• Brief
In how many lines of the entries below does "Receiver" appear? Give only the number.

::: Dataset records :::

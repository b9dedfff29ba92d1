//! Per-connection relay driver
//!
//! Each WebSocket gets two tasks: the reader loop in [`RelayConnection::run`],
//! which feeds inbound frames to the hub, and a writer task draining the
//! connection's outbound queue into the socket. A read failure, a close
//! frame, the end of the stream and a failed write all surface as
//! [`Inbound::Closed`] and go through the same cleanup.

use std::fmt::Display;
use std::sync::Arc;

use axum::extract::ws::{Message, WebSocket};
use bytes::Bytes;
use futures::{Sink, SinkExt, Stream, StreamExt};
use tokio::sync::mpsc;

use crate::relay::{ControlOutcome, OutboundFrame, RelayHub, StreamId};

use super::state::ConnectionState;

/// What the reader loop got from the socket
#[derive(Debug, Clone, PartialEq, Eq)]
pub enum Inbound {
    /// Binary payload to relay
    Frame(Bytes),
    /// Text frame, possibly a control message
    Control(String),
    /// The connection is gone
    Closed,
}

/// Wait for the next relay-relevant frame
///
/// Ping and pong frames are skipped.
pub async fn next_inbound<S>(stream: &mut S) -> Inbound
where
    S: Stream<Item = Result<Message, axum::Error>> + Unpin,
{
    loop {
        match stream.next().await {
            Some(Ok(Message::Binary(payload))) => return Inbound::Frame(payload),
            Some(Ok(Message::Text(text))) => return Inbound::Control(text.as_str().to_owned()),
            Some(Ok(Message::Ping(_) | Message::Pong(_))) => continue,
            Some(Ok(Message::Close(_))) | None => return Inbound::Closed,
            Some(Err(e)) => {
                tracing::debug!(error = %e, "WebSocket read failed");
                return Inbound::Closed;
            }
        }
    }
}

/// Drain `rx` into `sink` until either side goes away
pub async fn write_loop<W>(mut sink: W, mut rx: mpsc::Receiver<OutboundFrame>)
where
    W: Sink<Message> + Unpin,
    W::Error: Display,
{
    while let Some(frame) = rx.recv().await {
        let message = match frame {
            OutboundFrame::Binary(payload) => Message::Binary(payload),
            OutboundFrame::Control(control) => match serde_json::to_string(&control) {
                Ok(text) => Message::Text(text.into()),
                Err(e) => {
                    tracing::error!(error = %e, "Failed to encode control message");
                    continue;
                }
            },
        };

        if let Err(e) = sink.send(message).await {
            tracing::debug!(error = %e, "WebSocket write failed");
            break;
        }
    }
}

/// One WebSocket attached to a relay session
pub struct RelayConnection {
    hub: Arc<RelayHub>,
    state: ConnectionState,
}

impl RelayConnection {
    /// Prepare a connection to `stream_id`
    pub fn new(hub: Arc<RelayHub>, stream_id: StreamId) -> Self {
        Self {
            hub,
            state: ConnectionState::new(stream_id),
        }
    }

    /// Serve the socket until it closes, then leave the session
    pub async fn run(mut self, socket: WebSocket) {
        let (sink, mut stream) = socket.split();
        let (tx, rx) = self.hub.outbound_channel();
        let mut writer = tokio::spawn(write_loop(sink, rx));

        let stream_id = self.state.stream_id.clone();
        let id = self.hub.register(&stream_id, tx).await;
        self.state.activate(id);

        loop {
            let inbound = tokio::select! {
                inbound = next_inbound(&mut stream) => inbound,
                _ = &mut writer => Inbound::Closed,
            };

            match inbound {
                Inbound::Frame(payload) => {
                    self.state.stats.frames_received += 1;
                    self.state.stats.bytes_received += payload.len() as u64;
                    let report = self.hub.relay_frame(&stream_id, id, payload).await;
                    self.state.stats.deliveries += report.delivered as u64;
                }
                Inbound::Control(text) => {
                    match self.hub.handle_text(&stream_id, id, &text).await {
                        ControlOutcome::Discarded => self.state.stats.discarded_messages += 1,
                        outcome => {
                            self.state.stats.control_messages += 1;
                            if let ControlOutcome::BroadcasterRegistered { .. } = outcome {
                                self.state.promote();
                            }
                        }
                    }
                }
                Inbound::Closed => break,
            }
        }

        let role = self.state.role();
        self.hub.disconnect(&stream_id, id).await;
        writer.abort();
        self.state.close();

        tracing::debug!(
            stream = %stream_id,
            connection_id = id,
            role = ?role,
            frames = self.state.stats.frames_received,
            bytes = self.state.stats.bytes_received,
            bitrate = self.state.stats.bitrate,
            discarded = self.state.stats.discarded_messages,
            "Relay connection closed"
        );
    }
}
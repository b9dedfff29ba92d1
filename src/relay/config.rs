//! Relay hub configuration

/// Default number of frames queued per connection before frames are dropped
pub const DEFAULT_PEER_QUEUE_CAPACITY: usize = 256;

/// Relay hub configuration options
#[derive(Debug, Clone)]
pub struct RelayConfig {
    /// Capacity of each connection's outbound queue
    ///
    /// A peer whose queue is full has new frames dropped for it until it
    /// catches up.
    pub peer_queue_capacity: usize,
}

impl Default for RelayConfig {
    fn default() -> Self {
        Self {
            peer_queue_capacity: DEFAULT_PEER_QUEUE_CAPACITY,
        }
    }
}

impl RelayConfig {
    /// Set the per-connection outbound queue capacity (at least 1)
    pub fn peer_queue_capacity(mut self, capacity: usize) -> Self {
        self.peer_queue_capacity = capacity.max(1);
        self
    }
}

#[cfg(test)]
mod tests {
    use super::*;

    #[test]
    fn test_default_config() {
        let config = RelayConfig::default();
        assert_eq!(config.peer_queue_capacity, DEFAULT_PEER_QUEUE_CAPACITY);
    }

    #[test]
    fn test_builder_queue_capacity() {
        assert_eq!(RelayConfig::default().peer_queue_capacity(8).peer_queue_capacity, 8);
        assert_eq!(RelayConfig::default().peer_queue_capacity(0).peer_queue_capacity, 1);
    }
}
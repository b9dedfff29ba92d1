//! Stored media delivery
//!
//! This module provides:
//! - Content-type inference from file suffixes
//! - `Range` header parsing and byte-range arithmetic
//! - The storage abstraction and a filesystem backend
//! - Chunked, range-aware response streaming

pub mod mime;
pub mod range;
pub mod store;
pub mod streamer;

pub use mime::content_type_for;
pub use range::{ByteRange, RangeSpec};
pub use store::{FsMediaStore, MediaFile, MediaSource, MediaStore};
pub use streamer::{ChunkStream, MediaResponse, RangeStreamer, DEFAULT_CHUNK_SIZE};
//! Live relay between a broadcaster and its viewers
//!
//! The hub owns one session per stream id and routes traffic between the
//! connections that joined it. It knows nothing about WebSockets: each
//! connection is represented by the sending half of its outbound queue, and
//! the connection driver in [`crate::session`] pumps that queue to the socket.
//!
//! # Architecture
//!
//! ```text
//!                            Arc<RelayHub>
//!                     ┌─────────────────────────┐
//!                     │ sessions: HashMap<Id,   │
//!                     │   RelaySession {        │
//!                     │     members,            │
//!                     │     broadcaster,        │
//!                     │   }                     │
//!                     │ >                       │
//!                     └───────────┬─────────────┘
//!                                 │
//!         ┌───────────────────────┼───────────────────────┐
//!         │                       │                       │
//!         ▼                       ▼                       ▼
//!   [Broadcaster]             [Viewer]                [Viewer]
//!   relay_frame()            outbound rx             outbound rx
//!         │                       │                       │
//!         └──► hub.relay_frame() ─┴──► writer task ──► WebSocket
//! ```
//!
//! # Zero-Copy Fan-out
//!
//! Binary payloads are `bytes::Bytes`, so every peer's queue holds a
//! reference-counted view of the same allocation.

pub mod config;
pub mod entry;
pub mod error;
pub mod frame;
pub mod message;
pub mod store;

pub use config::RelayConfig;
pub use entry::RelaySession;
pub use error::RelayError;
pub use frame::{ConnectionId, OutboundFrame, PeerHandle, StreamId};
pub use message::{ClientMessage, ServerMessage};
pub use store::{ControlOutcome, RelayHub, RelayReport};
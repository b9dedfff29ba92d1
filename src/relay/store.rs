//! Relay hub implementation
//!
//! The central hub that owns every relay session and routes frames and
//! control messages between their members.

use std::collections::HashMap;
use std::sync::atomic::{AtomicU64, Ordering};
use std::sync::Arc;

use bytes::Bytes;
use tokio::sync::{mpsc, RwLock};

use crate::stats::{HubStats, SessionStats};

use super::config::RelayConfig;
use super::entry::RelaySession;
use super::error::RelayError;
use super::frame::{ConnectionId, OutboundFrame, PeerHandle, StreamId};
use super::message::{ClientMessage, ServerMessage};

/// What the hub did with a text frame
#[derive(Debug, Clone, Copy, PartialEq, Eq)]
pub enum ControlOutcome {
    /// Not a control message; dropped by policy
    Discarded,
    /// A control message that required no action
    Ignored,
    /// The sender became the session's broadcaster
    BroadcasterRegistered {
        /// Broadcaster it replaced, if any
        previous: Option<ConnectionId>,
        /// Viewer count reported to the sender (0 means nothing was sent)
        viewers: usize,
    },
    /// A viewer announcement was routed to the broadcaster
    ViewerAnnounced {
        /// Broadcaster it was routed to
        broadcaster: ConnectionId,
        /// Whether the broadcaster's queue accepted it
        delivered: bool,
    },
}

/// Result of relaying one binary frame
#[derive(Debug, Clone, Copy, Default, PartialEq, Eq)]
pub struct RelayReport {
    /// Peers the frame was queued for
    pub delivered: usize,
    /// Peers that were too far behind and skipped the frame
    pub dropped: usize,
    /// Peers found closed and removed from the session
    pub removed: usize,
}

/// Central hub for all relay sessions
///
/// The session map and each session sit behind their own `RwLock`. Locks are
/// always taken map first, then session. Joining and leaving hold the map
/// write lock so that creating and deleting a session can never interleave.
pub struct RelayHub {
    /// Map of stream id to session
    sessions: RwLock<HashMap<StreamId, Arc<RwLock<RelaySession>>>>,

    /// Next connection id to hand out
    next_connection_id: AtomicU64,

    /// Connections registered since startup
    total_connections: AtomicU64,

    /// Configuration
    config: RelayConfig,
}

impl RelayHub {
    /// Create a new hub with default configuration
    pub fn new() -> Self {
        Self::with_config(RelayConfig::default())
    }

    /// Create a new hub with custom configuration
    pub fn with_config(config: RelayConfig) -> Self {
        Self {
            sessions: RwLock::new(HashMap::new()),
            next_connection_id: AtomicU64::new(1),
            total_connections: AtomicU64::new(0),
            config,
        }
    }

    /// Create an outbound queue sized for one connection
    pub fn outbound_channel(&self) -> (mpsc::Sender<OutboundFrame>, mpsc::Receiver<OutboundFrame>) {
        mpsc::channel(self.config.peer_queue_capacity.max(1))
    }

    /// Register a connection into the session for `stream_id`
    ///
    /// The session is created if needed. The connection is acknowledged with
    /// a `connection_established` message before any relayed frame can reach
    /// it.
    pub async fn register(
        &self,
        stream_id: &StreamId,
        tx: mpsc::Sender<OutboundFrame>,
    ) -> ConnectionId {
        let id = self.next_connection_id.fetch_add(1, Ordering::Relaxed);
        let peer = PeerHandle::new(id, tx);

        let mut sessions = self.sessions.write().await;
        let session_arc = Arc::clone(sessions.entry(stream_id.clone()).or_insert_with(|| {
            tracing::info!(stream = %stream_id, "Relay session created");
            Arc::new(RwLock::new(RelaySession::new(stream_id.clone())))
        }));
        let mut session = session_arc.write().await;

        if let Err(e) = peer.deliver(OutboundFrame::Control(ServerMessage::established(stream_id))) {
            tracing::debug!(stream = %stream_id, connection_id = id, error = %e, "Acknowledgement not queued");
        }
        session.join(peer);
        self.total_connections.fetch_add(1, Ordering::Relaxed);

        tracing::debug!(
            stream = %stream_id,
            connection_id = id,
            members = session.len(),
            "Connection registered"
        );

        id
    }

    /// Remove a connection from its session
    ///
    /// Clears the broadcaster if it was this connection and deletes the
    /// session once it is empty. Returns whether the connection was a member.
    pub async fn disconnect(&self, stream_id: &StreamId, id: ConnectionId) -> bool {
        let mut sessions = self.sessions.write().await;

        let Some(session_arc) = sessions.get(stream_id).cloned() else {
            return false;
        };
        let mut session = session_arc.write().await;

        let was_broadcaster = session.broadcaster() == Some(id);
        let removed = session.leave(id);

        if removed {
            tracing::debug!(
                stream = %stream_id,
                connection_id = id,
                was_broadcaster = was_broadcaster,
                members = session.len(),
                "Connection removed"
            );
        }

        if session.is_empty() {
            drop(session);
            sessions.remove(stream_id);
            tracing::info!(stream = %stream_id, "Relay session removed");
        }

        removed
    }

    /// Relay a binary frame from `sender` to every other member
    ///
    /// Peers found closed are removed from the session; the remaining peers
    /// still receive the frame.
    pub async fn relay_frame(
        &self,
        stream_id: &StreamId,
        sender: ConnectionId,
        payload: Bytes,
    ) -> RelayReport {
        let Some(session_arc) = self.session(stream_id).await else {
            return RelayReport::default();
        };

        let peers = {
            let session = session_arc.read().await;
            if !session.contains(sender) {
                return RelayReport::default();
            }
            session.peers_except(sender)
        };

        let mut report = RelayReport::default();
        let mut closed = Vec::new();

        for peer in &peers {
            match peer.deliver(OutboundFrame::Binary(payload.clone())) {
                Ok(()) => report.delivered += 1,
                Err(RelayError::QueueFull(id)) => {
                    report.dropped += 1;
                    tracing::warn!(stream = %stream_id, connection_id = id, "Peer too slow, frame dropped");
                }
                Err(_) => closed.push(peer.id()),
            }
        }

        session_arc
            .read()
            .await
            .record_relay(payload.len(), report.delivered, report.dropped);

        for id in closed {
            tracing::debug!(stream = %stream_id, connection_id = id, "Removing closed peer");
            if self.disconnect(stream_id, id).await {
                report.removed += 1;
            }
        }

        report
    }

    /// Handle a text frame from `sender`
    ///
    /// Text that is not a control message is discarded and logged at debug
    /// level; it never affects the connection.
    pub async fn handle_text(
        &self,
        stream_id: &StreamId,
        sender: ConnectionId,
        text: &str,
    ) -> ControlOutcome {
        match ClientMessage::parse(text) {
            Ok(message) => self.handle_control(stream_id, sender, message).await,
            Err(e) => {
                tracing::debug!(
                    stream = %stream_id,
                    connection_id = sender,
                    error = %e,
                    "Discarding control noise"
                );
                ControlOutcome::Discarded
            }
        }
    }

    /// Handle a parsed control message from `sender`
    pub async fn handle_control(
        &self,
        stream_id: &StreamId,
        sender: ConnectionId,
        message: ClientMessage,
    ) -> ControlOutcome {
        let Some(session_arc) = self.session(stream_id).await else {
            return ControlOutcome::Ignored;
        };

        match message {
            ClientMessage::BroadcasterConnected => {
                let mut session = session_arc.write().await;
                if !session.contains(sender) {
                    return ControlOutcome::Ignored;
                }

                let previous = session.set_broadcaster(sender);
                let viewers = session.count_excluding(sender);

                if let Some(prev) = previous.filter(|&prev| prev != sender) {
                    tracing::info!(
                        stream = %stream_id,
                        previous = prev,
                        connection_id = sender,
                        "Broadcaster replaced"
                    );
                } else {
                    tracing::info!(
                        stream = %stream_id,
                        connection_id = sender,
                        viewers = viewers,
                        "Broadcaster registered"
                    );
                }

                if viewers > 0 {
                    if let Some(peer) = session.peer(sender) {
                        let count = OutboundFrame::Control(ServerMessage::ViewerCount { count: viewers });
                        if let Err(e) = peer.deliver(count) {
                            tracing::debug!(stream = %stream_id, connection_id = sender, error = %e, "Viewer count not sent");
                        }
                    }
                }

                ControlOutcome::BroadcasterRegistered { previous, viewers }
            }
            ClientMessage::ViewerConnected => {
                let session = session_arc.read().await;
                let Some(broadcaster) = session.broadcaster().filter(|&b| b != sender) else {
                    return ControlOutcome::Ignored;
                };

                let delivered = match session.peer(broadcaster) {
                    Some(peer) => match peer.deliver(OutboundFrame::Control(ServerMessage::ViewerConnected)) {
                        Ok(()) => true,
                        Err(e) => {
                            tracing::warn!(
                                stream = %stream_id,
                                broadcaster = broadcaster,
                                error = %e,
                                "Failed to notify broadcaster of viewer"
                            );
                            false
                        }
                    },
                    None => false,
                };

                ControlOutcome::ViewerAnnounced {
                    broadcaster,
                    delivered,
                }
            }
            ClientMessage::Unknown => ControlOutcome::Ignored,
        }
    }

    /// Number of live sessions
    pub async fn session_count(&self) -> usize {
        self.sessions.read().await.len()
    }

    /// Number of members in a session, `None` if the session does not exist
    pub async fn connection_count(&self, stream_id: &StreamId) -> Option<usize> {
        let session_arc = self.session(stream_id).await?;
        let session = session_arc.read().await;
        Some(session.len())
    }

    /// Members of a session other than its broadcaster
    pub async fn viewer_count(&self, stream_id: &StreamId) -> Option<usize> {
        let session_arc = self.session(stream_id).await?;
        let session = session_arc.read().await;
        Some(match session.broadcaster() {
            Some(broadcaster) => session.count_excluding(broadcaster),
            None => session.len(),
        })
    }

    /// Current broadcaster of a session
    pub async fn broadcaster(&self, stream_id: &StreamId) -> Option<ConnectionId> {
        let session_arc = self.session(stream_id).await?;
        let session = session_arc.read().await;
        session.broadcaster()
    }

    /// Statistics for one session
    pub async fn session_stats(&self, stream_id: &StreamId) -> Option<SessionStats> {
        let session_arc = self.session(stream_id).await?;
        let session = session_arc.read().await;
        Some(session.stats())
    }

    /// Statistics for the whole hub, sessions sorted by stream id
    pub async fn stats(&self) -> HubStats {
        let sessions = self.sessions.read().await;

        let mut per_session = Vec::with_capacity(sessions.len());
        for session_arc in sessions.values() {
            per_session.push(session_arc.read().await.stats());
        }
        per_session.sort_by(|a, b| a.stream_id.cmp(&b.stream_id));

        HubStats {
            active_sessions: per_session.len(),
            active_connections: per_session.iter().map(|s| s.connections).sum(),
            total_connections: self.total_connections.load(Ordering::Relaxed),
            sessions: per_session,
        }
    }

    async fn session(&self, stream_id: &StreamId) -> Option<Arc<RwLock<RelaySession>>> {
        self.sessions.read().await.get(stream_id).cloned()
    }
}

impl Default for RelayHub {
    fn default() -> Self {
        Self::new()
    }
}
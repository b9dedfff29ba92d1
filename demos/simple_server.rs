//! Simple media server example
//!
//! Run with: cargo run --example simple_server [BIND_ADDR] [MEDIA_DIR]
//!
//! Examples:
//!   cargo run --example simple_server                          # 0.0.0.0:8000, ./media
//!   cargo run --example simple_server 127.0.0.1:9000 ./videos  # custom address and directory
//!
//! ## Playing stored media
//!
//!   curl -H "Range: bytes=0-1023" http://localhost:8000/streaming/play/clip.mp4
//!   ffplay http://localhost:8000/streaming/play/clip.mp4
//!
//! ## Relaying a live stream
//!
//! Broadcaster and viewers connect to the same id:
//!   ws://localhost:8000/ws/stream/cam1
//!
//! The broadcaster sends `{"type":"broadcaster_connected"}`, viewers send
//! `{"type":"viewer_connected"}`, and every binary frame is forwarded to the
//! other members.

use std::net::SocketAddr;
use std::time::Duration;

use mediacast::{MediaServer, ServerConfig};

#[tokio::main]
async fn main() -> Result<(), Box<dyn std::error::Error>> {
    tracing_subscriber::fmt()
        .with_env_filter(
            tracing_subscriber::EnvFilter::from_default_env()
                .add_directive("mediacast=debug".parse()?),
        )
        .init();

    let mut args = std::env::args().skip(1);
    let addr: SocketAddr = match args.next() {
        Some(arg) => arg.parse()?,
        None => "0.0.0.0:8000".parse()?,
    };
    let media_dir = args.next().unwrap_or_else(|| "media".to_string());

    let config = ServerConfig::with_addr(addr).media_dir(&media_dir);
    let server = MediaServer::new(config);

    println!("Serving {} on http://{}", media_dir, addr);
    println!("  GET /streaming/play/{{filename}}");
    println!("  GET /streaming/list");
    println!("  GET /streaming/status");
    println!("  WS  /ws/stream/{{stream_id}}");

    let hub = std::sync::Arc::clone(server.hub());
    tokio::spawn(async move {
        let mut interval = tokio::time::interval(Duration::from_secs(30));
        loop {
            interval.tick().await;
            let stats = hub.stats().await;
            println!(
                "Stats: sessions={} connections={} total={}",
                stats.active_sessions, stats.active_connections, stats.total_connections
            );
        }
    });

    server
        .run_until(async {
            let _ = tokio::signal::ctrl_c().await;
            println!("\nShutting down...");
        })
        .await?;

    Ok(())
}
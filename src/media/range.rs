//! Byte-range request arithmetic
//!
//! A `Range` header goes through two steps:
//!
//! 1. [`RangeSpec::parse`] turns the header text into optional start/end
//!    offsets. Text that does not look like a single `bytes=<start>-<end>`
//!    range yields `None`, and the caller serves the whole file instead.
//! 2. [`RangeSpec::resolve`] applies the defaults and clamping against the
//!    actual file size and produces a [`ByteRange`], or
//!    [`Error::RangeNotSatisfiable`] when nothing of the file is covered.
//!
//! An empty start means offset 0 (not a suffix length), an empty end means
//! the last byte, and an end past the file is clamped to the last byte.

use crate::error::{Error, Result};

/// Inclusive byte range inside a file
///
/// Always satisfies `start <= end < size` for the size it was resolved against.
#[derive(Debug, Clone, Copy, PartialEq, Eq)]
pub struct ByteRange {
    /// First byte offset
    pub start: u64,
    /// Last byte offset (inclusive)
    pub end: u64,
}

impl ByteRange {
    /// Number of bytes covered by the range, never zero
    #[allow(clippy::len_without_is_empty)]
    pub fn len(&self) -> u64 {
        self.end - self.start + 1
    }

    /// Value for the `Content-Range` response header
    pub fn content_range(&self, size: u64) -> String {
        format!("bytes {}-{}/{}", self.start, self.end, size)
    }
}

/// A parsed but not yet resolved `bytes=<start>-<end>` specifier
#[derive(Debug, Clone, Copy, PartialEq, Eq)]
pub struct RangeSpec {
    /// Requested first byte, if given
    pub start: Option<u64>,
    /// Requested last byte, if given
    pub end: Option<u64>,
}

impl RangeSpec {
    /// Parse a `Range` header value
    ///
    /// Returns `None` for anything other than a single range in byte units.
    pub fn parse(header: &str) -> Option<Self> {
        let (unit, spec) = header.trim().split_once('=')?;
        if !unit.trim().eq_ignore_ascii_case("bytes") {
            return None;
        }

        let spec = spec.trim();
        if spec.contains(',') {
            return None;
        }

        let (start, end) = spec.split_once('-')?;

        Some(Self {
            start: parse_offset(start)?,
            end: parse_offset(end)?,
        })
    }

    /// Resolve against a file of `size` bytes
    pub fn resolve(&self, size: u64) -> Result<ByteRange> {
        if size == 0 {
            return Err(Error::RangeNotSatisfiable { size });
        }

        let last = size - 1;
        let start = self.start.unwrap_or(0);
        let end = self.end.unwrap_or(last).min(last);

        if start > end {
            return Err(Error::RangeNotSatisfiable { size });
        }

        Ok(ByteRange { start, end })
    }
}

/// `Ok(None)` for an empty side, `None` for garbage
fn parse_offset(text: &str) -> Option<Option<u64>> {
    let text = text.trim();
    if text.is_empty() {
        return Some(None);
    }
    text.parse::<u64>().ok().map(Some)
}

#[cfg(test)]
mod tests {
    use super::*;

    fn spec(start: Option<u64>, end: Option<u64>) -> RangeSpec {
        RangeSpec { start, end }
    }

    #[test]
    fn test_parse_closed_range() {
        assert_eq!(
            RangeSpec::parse("bytes=1000-1999"),
            Some(spec(Some(1000), Some(1999)))
        );
    }

    #[test]
    fn test_parse_open_sides() {
        assert_eq!(RangeSpec::parse("bytes=500-"), Some(spec(Some(500), None)));
        assert_eq!(RangeSpec::parse("bytes=-500"), Some(spec(None, Some(500))));
        assert_eq!(RangeSpec::parse("bytes=-"), Some(spec(None, None)));
    }

    #[test]
    fn test_parse_tolerates_whitespace_and_unit_case() {
        assert_eq!(
            RangeSpec::parse("  Bytes = 1 - 2 "),
            Some(spec(Some(1), Some(2)))
        );
    }

    #[test]
    fn test_parse_rejects_garbage() {
        assert_eq!(RangeSpec::parse(""), None);
        assert_eq!(RangeSpec::parse("bytes"), None);
        assert_eq!(RangeSpec::parse("items=0-10"), None);
        assert_eq!(RangeSpec::parse("bytes=abc-10"), None);
        assert_eq!(RangeSpec::parse("bytes=10"), None);
        assert_eq!(RangeSpec::parse("bytes=0-1,5-6"), None);
        assert_eq!(RangeSpec::parse("bytes=-1-2"), None);
    }

    #[test]
    fn test_resolve_closed_range() {
        let range = spec(Some(1000), Some(1999)).resolve(10_000_000).unwrap();

        assert_eq!(range, ByteRange { start: 1000, end: 1999 });
        assert_eq!(range.len(), 1000);
        assert_eq!(range.content_range(10_000_000), "bytes 1000-1999/10000000");
    }

    #[test]
    fn test_resolve_defaults() {
        assert_eq!(
            spec(Some(10), None).resolve(100).unwrap(),
            ByteRange { start: 10, end: 99 }
        );
        assert_eq!(
            spec(None, Some(9)).resolve(100).unwrap(),
            ByteRange { start: 0, end: 9 }
        );
        assert_eq!(
            spec(None, None).resolve(100).unwrap(),
            ByteRange { start: 0, end: 99 }
        );
    }

    #[test]
    fn test_resolve_clamps_end() {
        let range = spec(Some(90), Some(5000)).resolve(100).unwrap();

        assert_eq!(range, ByteRange { start: 90, end: 99 });
        assert_eq!(range.len(), 10);
    }

    #[test]
    fn test_resolve_single_byte() {
        let range = spec(Some(99), Some(99)).resolve(100).unwrap();
        assert_eq!(range.len(), 1);
    }

    #[test]
    fn test_resolve_unsatisfiable() {
        assert!(matches!(
            spec(Some(100), None).resolve(100),
            Err(Error::RangeNotSatisfiable { size: 100 })
        ));
        assert!(matches!(
            spec(Some(50), Some(10)).resolve(100),
            Err(Error::RangeNotSatisfiable { .. })
        ));
        assert!(matches!(
            spec(None, None).resolve(0),
            Err(Error::RangeNotSatisfiable { size: 0 })
        ));
    }

    #[test]
    fn test_every_subrange_of_small_file() {
        let size = 7;
        for a in 0..size {
            for b in a..size {
                let range = spec(Some(a), Some(b)).resolve(size).unwrap();
                assert_eq!(range.len(), b - a + 1);
                assert_eq!(range.content_range(size), format!("bytes {}-{}/{}", a, b, size));
            }
        }
    }
}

:::

• Your solution
2